One London teacher explained “many of our students now bear extra responsibilities, from taking care of younger siblings to helping maintain the household and are less focused on their education. Their learning suffers from he added pressure, none of which is under their control”.
But concerns for vulnerable pupils could be far wider. Early indications suggest certain pupils are feeling ‘alone’ and intimidated by family members. Here is what we now how the coronavirus crisis is affecting some of the UK’s most at risk pupils.
How the Government’s school action plan has put vulnerable students at risk
The Patrick Morgan Foundation has stated that even before the pandemic, “disadvantaged children are twice as likely to not be in employment after leaving school than their better-off peers, even when they have equivalent qualifications.”
On a practical level, technology is a problem for large numbers of children living in poverty: “We have seen multiple instances of teachers arriving at family homes in order to set up internet, loan computers and, in some cases, provide food,” said James O’Dowd from the charity.
Tensions have risen in some households, such as situations where devices need to be shared between siblings and parents working from home. These tensions make it difficult for some pupils to feel focused for the day.
Schools themselves are not rich in resources and were given little time to prepare for home learning, adding to the issues.
O’Dowd added: “Some disadvantagd young people now have a lack of direction, which increases their risk of becoming NEET (Not in Education, Employment or Training).”
Some children living in poverty do not classify as ‘vulnerable’, and therefore slip through the cracks of support offered so far, such as food vouchers and subsidised childcare.

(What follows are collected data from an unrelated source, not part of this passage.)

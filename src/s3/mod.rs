//! S3 buckets
//!
//! Buckets are always encrypted with a KMS key and always forward their
//! read and write grants to that key.

mod bucket;
mod sse;

pub use bucket::EncryptedBucket;
pub use sse::{BucketEncryption, SSE_KMS};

The impact of the move on teachers
Teachers are working overtime in order to keep pupils engaged. Time has been split between the children of key workers, who are still coming into school, and those who are learning from home.

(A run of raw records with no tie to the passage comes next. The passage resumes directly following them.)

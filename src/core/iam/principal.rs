//! Principals and principal merging
//!
//! A principal is a tagged union of three identity sets. Merging is a
//! per-set union that keeps first-seen order, so merging never drops an
//! identity and merging the same principal twice changes nothing.
//!
//! On the wire a set with one identity is a bare string and a set with more
//! is an array, matching how AWS itself renders principals:
//!
//! ```json
//! {"AWS": ["111111111111", "222222222222"], "Service": "logs.amazonaws.com"}
//! ```

use indexmap::IndexSet;
use serde::{Deserialize, Deserializer, Serialize, Serializer};

/// Ordered, duplicate-free set of identity strings
///
/// Two sets are equal only when they hold the same identities in the same
/// order, since order is visible in the serialized document.
#[derive(Debug, Clone, Default)]
pub struct Identities(IndexSet<String>);

impl Identities {
    /// Add an identity, returning `true` if it was not already present
    pub fn insert(&mut self, id: impl Into<String>) -> bool {
        self.0.insert(id.into())
    }

    /// Check whether an identity is present
    pub fn contains(&self, id: &str) -> bool {
        self.0.contains(id)
    }

    /// Iterate identities in insertion order
    pub fn iter(&self) -> impl Iterator<Item = &str> {
        self.0.iter().map(String::as_str)
    }

    pub fn len(&self) -> usize {
        self.0.len()
    }

    pub fn is_empty(&self) -> bool {
        self.0.is_empty()
    }

    fn union(&mut self, other: &Identities) -> bool {
        let mut changed = false;
        for id in other.iter() {
            changed |= self.insert(id);
        }
        changed
    }

    fn covers(&self, other: &Identities) -> bool {
        other.iter().all(|id| self.contains(id))
    }
}

impl PartialEq for Identities {
    fn eq(&self, other: &Self) -> bool {
        self.0.iter().eq(other.0.iter())
    }
}

impl Eq for Identities {}

impl<S: Into<String>> FromIterator<S> for Identities {
    fn from_iter<I: IntoIterator<Item = S>>(iter: I) -> Self {
        let mut ids = Identities::default();
        for id in iter {
            ids.insert(id);
        }
        ids
    }
}

impl Serialize for Identities {
    fn serialize<S: Serializer>(&self, serializer: S) -> Result<S::Ok, S::Error> {
        match self.0.first() {
            Some(single) if self.0.len() == 1 => serializer.serialize_str(single),
            _ => serializer.collect_seq(self.0.iter()),
        }
    }
}

impl<'de> Deserialize<'de> for Identities {
    fn deserialize<D: Deserializer<'de>>(deserializer: D) -> Result<Self, D::Error> {
        #[derive(Deserialize)]
        #[serde(untagged)]
        enum OneOrMany {
            One(String),
            Many(Vec<String>),
        }

        Ok(match OneOrMany::deserialize(deserializer)? {
            OneOrMany::One(id) => std::iter::once(id).collect(),
            OneOrMany::Many(ids) => ids.into_iter().collect(),
        })
    }
}

/// Identity (or identities) a statement grants access to
#[derive(Debug, Clone, Default, PartialEq, Eq, Serialize, Deserialize)]
pub struct Principal {
    /// Account ids, account roots, roles and users
    #[serde(
        rename = "AWS",
        alias = "aws",
        default,
        skip_serializing_if = "Identities::is_empty"
    )]
    pub aws: Identities,

    /// Service principals (e.g. `logs.amazonaws.com`)
    #[serde(
        rename = "Service",
        alias = "service",
        default,
        skip_serializing_if = "Identities::is_empty"
    )]
    pub service: Identities,

    /// Federated identity providers
    #[serde(
        rename = "Federated",
        alias = "federated",
        default,
        skip_serializing_if = "Identities::is_empty"
    )]
    pub federated: Identities,
}

impl Principal {
    /// Principal for an account id, role ARN or user ARN
    pub fn aws(id: impl Into<String>) -> Self {
        let mut principal = Principal::default();
        principal.aws.insert(id);
        principal
    }

    /// Principal for an AWS service
    pub fn service(name: impl Into<String>) -> Self {
        let mut principal = Principal::default();
        principal.service.insert(name);
        principal
    }

    /// Principal for a federated identity provider
    pub fn federated(provider: impl Into<String>) -> Self {
        let mut principal = Principal::default();
        principal.federated.insert(provider);
        principal
    }

    /// True when the principal names no identity at all
    pub fn is_empty(&self) -> bool {
        self.aws.is_empty() && self.service.is_empty() && self.federated.is_empty()
    }

    /// Widen this principal with every identity in `incoming`
    ///
    /// Returns `true` if anything new was added.
    pub fn merge(&mut self, incoming: &Principal) -> bool {
        let aws = self.aws.union(&incoming.aws);
        let service = self.service.union(&incoming.service);
        let federated = self.federated.union(&incoming.federated);
        aws || service || federated
    }

    /// Check if this principal grants access to every identity `other` names
    pub fn permits(&self, other: &Principal) -> bool {
        self.aws.covers(&other.aws)
            && self.service.covers(&other.service)
            && self.federated.covers(&other.federated)
    }
}

/// Union of two principals
///
/// Total over every principal: there is no conflict case.
pub fn merge(existing: &Principal, incoming: &Principal) -> Principal {
    let mut merged = existing.clone();
    merged.merge(incoming);
    merged
}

The impact on the future job market
Home-based learning means that some support is now not available.
Careers support for example would normally guide Year 11-13s through their next steps, however this has now bee put on the backburner. The lack of direction could cost pupils, and also have damaging effects on their motivation.
For the system to work, pupils that are most at risk need regular assessment to stop them falling behind. But ultimately, long-term school closures may have damaging implications on many individuals in our society.